A congregation member told the Magazine he believes that this is how the government is imposing further control over Three-Self believers all over the country.

State surveillance of churches is not new in China, according to the Christian post. A project labelled Sharp Eyes has long had a presence in state-run churches, with cameras placed even in washrooms of certain places of worship to ensure “comprehensive monitoring.”

The surveillance program intends to cover all rural areas with the goal of achieving “blind-spot-free monitoring” by the year 2020, “covering all regions, sharing across all networks, available at all times, and controlled at all points.”

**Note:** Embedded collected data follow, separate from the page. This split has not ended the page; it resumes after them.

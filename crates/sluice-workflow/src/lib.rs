//! Workflow engine for Sluice.
//!
//! A workflow is a graph of actions joined by conditional hops. Execution
//! begins at the single start action; after each action the outgoing hops
//! are evaluated against its result and every eligible successor runs,
//! in parallel when more than one is eligible.
//!
//! ```no_run
//! use sluice_config::Variables;
//! use sluice_workflow::{ActionConfig, ActionMeta, Workflow, WorkflowHopMeta, WorkflowMeta};
//!
//! # async fn run() -> sluice_workflow::Result<()> {
//! let mut meta = WorkflowMeta::new("nightly");
//! meta.add_action(ActionMeta::new("Start", ActionConfig::Start))?;
//! meta.add_action(ActionMeta::new("Load", ActionConfig::Dummy))?;
//! meta.add_action(ActionMeta::new("Done", ActionConfig::Success))?;
//! meta.add_action(ActionMeta::new("Alert", ActionConfig::abort("load failed")))?;
//! meta.add_hop(WorkflowHopMeta::unconditional("Start", "Load"))?;
//! meta.add_hop(WorkflowHopMeta::new("Load", "Done"))?;
//! meta.add_hop(WorkflowHopMeta::on_failure("Load", "Alert"))?;
//!
//! let result = Workflow::new(meta, Variables::new()).execute().await?;
//! println!("{}: {}", result.name, result.status);
//! # Ok(())
//! # }
//! ```

pub mod actions;
pub mod engine;
pub mod error;
pub mod meta;
pub mod result;
pub mod selection;

pub use actions::{ActionConfig, ActionContext, ActionPlugin, RunPipelineMeta, builtin_actions};
pub use engine::Workflow;
pub use error::{Result, WorkflowError};
pub use meta::{ActionMeta, WorkflowHopMeta, WorkflowMeta};
pub use result::{ActionExecution, ExecutionResult, WorkflowResult};
pub use selection::select_successors;
use tracing::debug;

use super::ActionContext;
use crate::result::ExecutionResult;

pub(super) fn succeed() -> ExecutionResult {
    ExecutionResult::success()
}

pub(super) fn abort(message: &str, ctx: &ActionContext<'_>) -> ExecutionResult {
    let message = ctx.variables.substitute(message);
    debug!(workflow = %ctx.workflow, action = %ctx.action, message = %message, "abort");
    ExecutionResult::failure(message)
}

#[cfg(test)]
mod tests {
    use super::*;
    use std::sync::atomic::AtomicBool;

    use sluice_config::Variables;

    #[test]
    fn test_abort_substitutes_variables() {
        let mut vars = Variables::new();
        vars.set("TABLE", "orders");
        let previous = ExecutionResult::success();
        let ctx = ActionContext {
            workflow: "wf",
            action: "Abort",
            previous: &previous,
            variables: &vars,
            stop: &AtomicBool::new(false),
        };

        let result = abort("missing ${TABLE} in ${SCHEMA}", &ctx);
        assert!(!result.result);
        assert_eq!(result.error.as_deref(), Some("missing orders in ${SCHEMA}"));
    }
}
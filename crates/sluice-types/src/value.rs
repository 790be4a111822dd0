//! Typed cell values and their type tags.

use std::fmt;
use std::str::FromStr;

use serde::{Deserialize, Serialize};

use crate::error::TypeError;

/// Declared type of a field.
#[derive(Debug, Clone, Copy, PartialEq, Eq, Hash, Serialize, Deserialize)]
#[serde(rename_all = "snake_case")]
pub enum ValueType {
    String,
    Integer,
    Number,
    Boolean,
}

impl ValueType {
    /// Stable lower-case name, as used in configuration and error messages.
    pub fn as_str(&self) -> &'static str {
        match self {
            ValueType::String => "string",
            ValueType::Integer => "integer",
            ValueType::Number => "number",
            ValueType::Boolean => "boolean",
        }
    }

    /// Parse text into a value of this type.
    ///
    /// Empty text yields [`Value::Null`] for every type except `String`.
    pub fn parse(&self, text: &str) -> Result<Value, TypeError> {
        let conversion = || TypeError::Conversion {
            value: text.to_string(),
            target: self.as_str().to_string(),
        };

        match self {
            ValueType::String => Ok(Value::String(text.to_string())),
            _ if text.trim().is_empty() => Ok(Value::Null),
            ValueType::Integer => text
                .trim()
                .parse::<i64>()
                .map(Value::Integer)
                .map_err(|_| conversion()),
            ValueType::Number => text
                .trim()
                .parse::<f64>()
                .map(Value::Number)
                .map_err(|_| conversion()),
            ValueType::Boolean => parse_bool(text).map(Value::Boolean).ok_or_else(conversion),
        }
    }
}

impl fmt::Display for ValueType {
    fn fmt(&self, f: &mut fmt::Formatter<'_>) -> fmt::Result {
        f.write_str(self.as_str())
    }
}

impl FromStr for ValueType {
    type Err = TypeError;

    fn from_str(s: &str) -> Result<Self, Self::Err> {
        match s.trim().to_ascii_lowercase().as_str() {
            "string" | "str" => Ok(ValueType::String),
            "integer" | "int" => Ok(ValueType::Integer),
            "number" | "float" => Ok(ValueType::Number),
            "boolean" | "bool" => Ok(ValueType::Boolean),
            _ => Err(TypeError::Conversion {
                value: s.to_string(),
                target: "value type".to_string(),
            }),
        }
    }
}

/// Accepts `Y/N`, `true/false`, `yes/no` and `1/0`, case-insensitively.
fn parse_bool(text: &str) -> Option<bool> {
    match text.trim().to_ascii_lowercase().as_str() {
        "y" | "yes" | "true" | "1" => Some(true),
        "n" | "no" | "false" | "0" => Some(false),
        _ => None,
    }
}

/// A single typed cell of a [`Row`](crate::Row).
#[derive(Debug, Clone, PartialEq, Default, Serialize, Deserialize)]
#[serde(untagged)]
pub enum Value {
    #[default]
    Null,
    String(String),
    Integer(i64),
    Number(f64),
    Boolean(bool),
}

impl Value {
    pub fn is_null(&self) -> bool {
        matches!(self, Value::Null)
    }

    /// The type tag of this value, or `None` for `Null`.
    pub fn value_type(&self) -> Option<ValueType> {
        match self {
            Value::Null => None,
            Value::String(_) => Some(ValueType::String),
            Value::Integer(_) => Some(ValueType::Integer),
            Value::Number(_) => Some(ValueType::Number),
            Value::Boolean(_) => Some(ValueType::Boolean),
        }
    }

    pub fn as_str(&self) -> Option<&str> {
        match self {
            Value::String(s) => Some(s),
            _ => None,
        }
    }

    pub fn as_i64(&self) -> Option<i64> {
        match self {
            Value::Integer(i) => Some(*i),
            _ => None,
        }
    }

    pub fn as_bool(&self) -> Option<bool> {
        match self {
            Value::Boolean(b) => Some(*b),
            _ => None,
        }
    }

    /// Coerce this value to `target`.
    ///
    /// Strings are parsed; numeric types widen or truncate where lossless
    /// enough to be unsurprising (`Integer` → `Number`, whole `Number` →
    /// `Integer`). `Null` stays `Null`.
    pub fn convert(&self, target: ValueType) -> Result<Value, TypeError> {
        let mismatch = || TypeError::Conversion {
            value: self.to_string(),
            target: target.as_str().to_string(),
        };

        match (self, target) {
            (Value::Null, _) => Ok(Value::Null),
            (Value::String(s), t) => t.parse(s),
            (v, ValueType::String) => Ok(Value::String(v.to_string())),
            (Value::Integer(i), ValueType::Integer) => Ok(Value::Integer(*i)),
            (Value::Integer(i), ValueType::Number) => Ok(Value::Number(*i as f64)),
            (Value::Integer(i), ValueType::Boolean) => match *i {
                0 => Ok(Value::Boolean(false)),
                1 => Ok(Value::Boolean(true)),
                _ => Err(mismatch()),
            },
            (Value::Number(n), ValueType::Number) => Ok(Value::Number(*n)),
            (Value::Number(n), ValueType::Integer) if n.fract() == 0.0 => {
                Ok(Value::Integer(*n as i64))
            }
            (Value::Boolean(b), ValueType::Boolean) => Ok(Value::Boolean(*b)),
            _ => Err(mismatch()),
        }
    }
}

impl fmt::Display for Value {
    fn fmt(&self, f: &mut fmt::Formatter<'_>) -> fmt::Result {
        match self {
            Value::Null => Ok(()),
            Value::String(s) => f.write_str(s),
            Value::Integer(i) => write!(f, "{}", i),
            Value::Number(n) => write!(f, "{}", n),
            Value::Boolean(b) => f.write_str(if *b { "Y" } else { "N" }),
        }
    }
}

impl From<&str> for Value {
    fn from(s: &str) -> Self {
        Value::String(s.to_string())
    }
}

impl From<String> for Value {
    fn from(s: String) -> Self {
        Value::String(s)
    }
}

impl From<i64> for Value {
    fn from(i: i64) -> Self {
        Value::Integer(i)
    }
}

impl From<f64> for Value {
    fn from(n: f64) -> Self {
        Value::Number(n)
    }
}

impl From<bool> for Value {
    fn from(b: bool) -> Self {
        Value::Boolean(b)
    }
}
//! Generates a fixed number of identical rows (or an endless stream).

use std::sync::Arc;
use std::time::Duration;

use serde::{Deserialize, Serialize};
use sluice_config::Variables;
use sluice_injection::{Injectable, InjectionCatalog};
use sluice_types::{Row, RowMeta, Value, ValueMeta, ValueType};

use crate::error::{PipelineError, Result};
use crate::transform::{Flow, TransformIo, TransformLogic};

/// One constant output column.
#[derive(Debug, Clone, Default, PartialEq, Serialize, Deserialize)]
pub struct GeneratorField {
    pub name: String,
    /// Type name (`string`, `integer`, `number`, `boolean`), checked at init.
    pub field_type: String,
    pub value: String,
}

impl GeneratorField {
    pub fn new(name: impl Into<String>, value_type: ValueType, value: impl Into<String>) -> Self {
        Self {
            name: name.into(),
            field_type: value_type.to_string(),
            value: value.into(),
        }
    }
}

#[derive(Debug, Clone, PartialEq, Serialize, Deserialize)]
#[serde(default)]
pub struct RowGeneratorMeta {
    /// Number of rows; may reference variables (`${ROW_LIMIT}`).
    pub row_limit: String,
    /// Ignore the limit and produce rows until stopped.
    pub never_ending: bool,
    /// Pause between rows in milliseconds; may reference variables.
    pub interval_ms: String,
    pub fields: Vec<GeneratorField>,
}

impl Default for RowGeneratorMeta {
    fn default() -> Self {
        Self {
            row_limit: "10".to_string(),
            never_ending: false,
            interval_ms: "0".to_string(),
            fields: Vec::new(),
        }
    }
}

impl RowGeneratorMeta {
    pub fn with_limit(row_limit: impl Into<String>) -> Self {
        Self {
            row_limit: row_limit.into(),
            ..Default::default()
        }
    }

    pub fn field(mut self, field: GeneratorField) -> Self {
        self.fields.push(field);
        self
    }
}

fn text(value: Value) -> String {
    value.to_string()
}

impl Injectable for RowGeneratorMeta {
    fn catalog() -> InjectionCatalog<Self> {
        InjectionCatalog::<Self>::new()
            .key(
                "ROW_LIMIT",
                ValueType::String,
                |m, _, v| m.row_limit = text(v),
                |m, _| Some(Value::from(m.row_limit.as_str())),
            )
            .key(
                "NEVER_ENDING",
                ValueType::Boolean,
                |m, _, v| m.never_ending = v.as_bool().unwrap_or(false),
                |m, _| Some(Value::Boolean(m.never_ending)),
            )
            .key(
                "INTERVAL_IN_MS",
                ValueType::String,
                |m, _, v| m.interval_ms = text(v),
                |m, _| Some(Value::from(m.interval_ms.as_str())),
            )
            .group(
                "FIELDS",
                |m| m.fields.len(),
                |m, n| m.fields.resize_with(n, GeneratorField::default),
            )
            .group_key(
                "FIELDS",
                "FIELD_NAME",
                ValueType::String,
                |m, i, v| {
                    if let Some(f) = m.fields.get_mut(i) {
                        f.name = text(v);
                    }
                },
                |m, i| m.fields.get(i).map(|f| Value::from(f.name.as_str())),
            )
            .group_key(
                "FIELDS",
                "FIELD_TYPE",
                ValueType::String,
                |m, i, v| {
                    if let Some(f) = m.fields.get_mut(i) {
                        f.field_type = text(v);
                    }
                },
                |m, i| m.fields.get(i).map(|f| Value::from(f.field_type.as_str())),
            )
            .group_key(
                "FIELDS",
                "FIELD_VALUE",
                ValueType::String,
                |m, i, v| {
                    if let Some(f) = m.fields.get_mut(i) {
                        f.value = text(v);
                    }
                },
                |m, i| m.fields.get(i).map(|f| Value::from(f.value.as_str())),
            )
    }
}

/// Runtime state of a row generator.
#[derive(Debug)]
pub struct RowGenerator {
    limit: u64,
    never_ending: bool,
    interval: Duration,
    meta: Arc<RowMeta>,
    row: Row,
    produced: u64,
}

impl RowGenerator {
    /// Resolve the configuration: limit and interval through `variables`,
    /// field values into typed constants.
    pub fn new(config: &RowGeneratorMeta, variables: &Variables) -> Result<Self> {
        let limit = parse_count("row limit", &variables.resolve(&config.row_limit)?)?;
        let interval = parse_count("interval", &variables.resolve(&config.interval_ms)?)?;

        let mut meta = RowMeta::new();
        let mut row = Row::with_capacity(config.fields.len());
        for field in &config.fields {
            let value_type: ValueType = field.field_type.parse().map_err(|_| {
                PipelineError::Configuration(format!(
                    "field '{}' has unknown type '{}'",
                    field.name, field.field_type
                ))
            })?;
            let value = value_type.parse(&field.value).map_err(|e| {
                PipelineError::Configuration(format!("field '{}': {}", field.name, e))
            })?;
            meta.add_value_meta(ValueMeta::new(&field.name, value_type))
                .map_err(|e| PipelineError::Configuration(e.to_string()))?;
            row.push(value);
        }

        Ok(Self {
            limit,
            never_ending: config.never_ending,
            interval: Duration::from_millis(interval),
            meta: Arc::new(meta),
            row,
            produced: 0,
        })
    }

    pub fn limit(&self) -> u64 {
        self.limit
    }

    pub fn row_meta(&self) -> &Arc<RowMeta> {
        &self.meta
    }
}

fn parse_count(what: &str, text: &str) -> Result<u64> {
    text.trim().parse().map_err(|_| {
        PipelineError::Configuration(format!("{} '{}' is not a non-negative integer", what, text))
    })
}

impl TransformLogic for RowGenerator {
    fn process_row(&mut self, io: &mut TransformIo) -> Result<Flow> {
        if !self.never_ending && self.produced >= self.limit {
            return Ok(Flow::Finished);
        }
        if self.produced > 0 && !self.interval.is_zero() {
            std::thread::sleep(self.interval);
        }
        io.put_row(&self.meta, self.row.clone())?;
        self.produced += 1;
        Ok(Flow::Continue)
    }
}
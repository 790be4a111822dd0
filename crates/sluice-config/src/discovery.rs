//! Config file discovery and layered merging.
//!
//! Resolution order (later overrides earlier):
//! 1. `$SLUICE_CONFIG_DIR/config.toml`, else `~/.config/sluice/config.toml`
//! 2. `./sluice.toml` (project-local)
//! 3. CLI arguments (handled by the binary)

use std::path::{Path, PathBuf};

use crate::{ConfigError, Result, SluiceConfig};

pub const PROJECT_CONFIG_FILE: &str = "sluice.toml";
pub const USER_CONFIG_FILE: &str = "config.toml";
const APP_NAME: &str = "sluice";

/// Environment variable overriding the user config directory.
pub const CONFIG_DIR_ENV: &str = "SLUICE_CONFIG_DIR";

/// Tracks where each config layer was loaded from.
#[derive(Debug, Clone)]
pub struct ConfigSource {
    /// Path to the config file.
    pub path: PathBuf,
    /// Whether the file was found and loaded.
    pub loaded: bool,
}

/// Result of config discovery and loading.
#[derive(Debug, Clone)]
pub struct LoadedConfig {
    /// The merged configuration.
    pub config: SluiceConfig,
    /// Sources that were checked, lowest precedence first.
    pub sources: Vec<ConfigSource>,
    /// Layers that existed but could not be used.
    pub warnings: Vec<String>,
}

impl LoadedConfig {
    /// Paths of the layers that were actually merged.
    pub fn loaded_from(&self) -> Vec<&Path> {
        self.sources
            .iter()
            .filter(|s| s.loaded)
            .map(|s| s.path.as_path())
            .collect()
    }
}

/// Load configuration by discovering and merging all config layers.
pub fn load_config(project_dir: Option<&Path>) -> Result<LoadedConfig> {
    load_config_with_options(project_dir, None)
}

/// Load configuration with explicit control over the user config directory.
///
/// `config_dir` overrides both `SLUICE_CONFIG_DIR` and the platform default.
pub fn load_config_with_options(
    project_dir: Option<&Path>,
    config_dir: Option<&Path>,
) -> Result<LoadedConfig> {
    let mut config = SluiceConfig::new();
    let mut sources = Vec::new();
    let mut warnings = Vec::new();

    let user_path = match config_dir {
        Some(dir) => Some(dir.join(USER_CONFIG_FILE)),
        None => user_config_path(),
    };
    if let Some(path) = user_path {
        sources.push(load_layer(&mut config, &path, &mut warnings));
    }

    let project_path = project_dir
        .map(|d| d.join(PROJECT_CONFIG_FILE))
        .unwrap_or_else(|| PathBuf::from(PROJECT_CONFIG_FILE));
    sources.push(load_layer(&mut config, &project_path, &mut warnings));

    Ok(LoadedConfig {
        config,
        sources,
        warnings,
    })
}

/// Load config from a specific file path (no discovery).
pub fn load_config_file(path: &Path) -> Result<SluiceConfig> {
    let contents = std::fs::read_to_string(path).map_err(|e| ConfigError::ReadFile {
        path: path.display().to_string(),
        source: e,
    })?;
    SluiceConfig::from_toml(&contents)
}

/// The user config file, if a config directory can be determined.
pub fn user_config_path() -> Option<PathBuf> {
    user_config_dir().map(|d| d.join(USER_CONFIG_FILE))
}

/// The user config directory: `SLUICE_CONFIG_DIR` first, then the platform default.
pub fn user_config_dir() -> Option<PathBuf> {
    if let Ok(dir) = std::env::var(CONFIG_DIR_ENV)
        && !dir.is_empty()
    {
        return Some(PathBuf::from(dir));
    }
    dirs::config_dir().map(|d| d.join(APP_NAME))
}

fn load_layer(config: &mut SluiceConfig, path: &Path, warnings: &mut Vec<String>) -> ConfigSource {
    let mut source = ConfigSource {
        path: path.to_path_buf(),
        loaded: false,
    };
    if !path.is_file() {
        return source;
    }

    match load_config_file(path) {
        Ok(layer) => {
            config.merge(layer);
            source.loaded = true;
        }
        Err(e) => warnings.push(format!("Failed to load {}: {}", path.display(), e)),
    }
    source
}

// ─────────────────────────────────────────────────────────────────────────────
// Tests
// ─────────────────────────────────────────────────────────────────────────────

#[cfg(test)]
mod tests {
    use super::*;
    use std::fs;
    use tempfile::TempDir;

    use crate::BranchAggregation;

    #[test]
    fn test_load_config_file() {
        let dir = TempDir::new().unwrap();
        let path = dir.path().join("config.toml");
        fs::write(&path, "[engine]\nrowset_size = 12\n").unwrap();

        let config = load_config_file(&path).unwrap();
        assert_eq!(config.engine().rowset_size, 12);
    }

    #[test]
    fn test_load_config_file_not_found() {
        let err = load_config_file(Path::new("/nonexistent/config.toml")).unwrap_err();
        assert!(matches!(err, ConfigError::ReadFile { .. }));
    }

    #[test]
    fn test_load_config_invalid_toml() {
        let dir = TempDir::new().unwrap();
        let path = dir.path().join("config.toml");
        fs::write(&path, "this is not valid toml {{{{").unwrap();

        let err = load_config_file(&path).unwrap_err();
        assert!(matches!(err, ConfigError::Parse(_)));
    }

    #[test]
    fn test_load_config_no_files() {
        let project = TempDir::new().unwrap();
        let empty_config_dir = TempDir::new().unwrap();
        let loaded =
            load_config_with_options(Some(project.path()), Some(empty_config_dir.path())).unwrap();
        assert_eq!(loaded.config, SluiceConfig::default());
        assert!(loaded.loaded_from().is_empty());
        assert_eq!(loaded.sources.len(), 2);
    }

    #[test]
    fn test_load_config_layered_merge() {
        let user_dir = TempDir::new().unwrap();
        let project_dir = TempDir::new().unwrap();

        fs::write(
            user_dir.path().join("config.toml"),
            r#"
[engine]
rowset_size = 500

[workflow]
aggregation = "strict"

[variables]
ENV = "prod"
ROW_LIMIT = "10"
"#,
        )
        .unwrap();
        fs::write(
            project_dir.path().join("sluice.toml"),
            r#"
[workflow]
aggregation = "all_branches"

[variables]
ROW_LIMIT = "1440"
"#,
        )
        .unwrap();

        let loaded =
            load_config_with_options(Some(project_dir.path()), Some(user_dir.path())).unwrap();
        let config = &loaded.config;
        assert_eq!(config.engine().rowset_size, 500);
        assert_eq!(config.workflow().aggregation, BranchAggregation::AllBranches);
        assert_eq!(config.variables["ENV"], "prod");
        assert_eq!(config.variables["ROW_LIMIT"], "1440");
        assert_eq!(loaded.loaded_from().len(), 2);
    }

    #[test]
    fn test_invalid_layer_becomes_warning() {
        let user_dir = TempDir::new().unwrap();
        let project_dir = TempDir::new().unwrap();
        fs::write(user_dir.path().join("config.toml"), "[engine]\nrowset_size = 0\n").unwrap();
        fs::write(
            project_dir.path().join("sluice.toml"),
            "[variables]\nA = \"1\"\n",
        )
        .unwrap();

        let loaded =
            load_config_with_options(Some(project_dir.path()), Some(user_dir.path())).unwrap();
        assert_eq!(loaded.warnings.len(), 1);
        assert!(loaded.warnings[0].contains("rowset_size"));
        assert_eq!(loaded.loaded_from().len(), 1);
        assert_eq!(loaded.config.variables["A"], "1");
    }
}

In January 2019, theguardian reported that one of the goals of Chinese government is to develop a work plan for “promoting Chinese Christianity” between 2018 and 2022 “thought reform”.

The plan includes “retranslating and annotating” the Bible, to find commonalities with socialism and establish a “correct understanding” of the text.

Earlier this year still, reports emerged that state-run churches in Qingdao city in the eastern province of Shandong were ordered to stop singing songs from the Worship Songs or Spiritual Song Collection and were instead ordered to sing from a book of hymns approved by the state.

The new approved songs only featured themes about loving the nation of China, celebrating birthdays and funerals, and respecting parents and the elderly.

Uganda Christian News reported in April that Bibles were pulled from sale through online bookstores across China.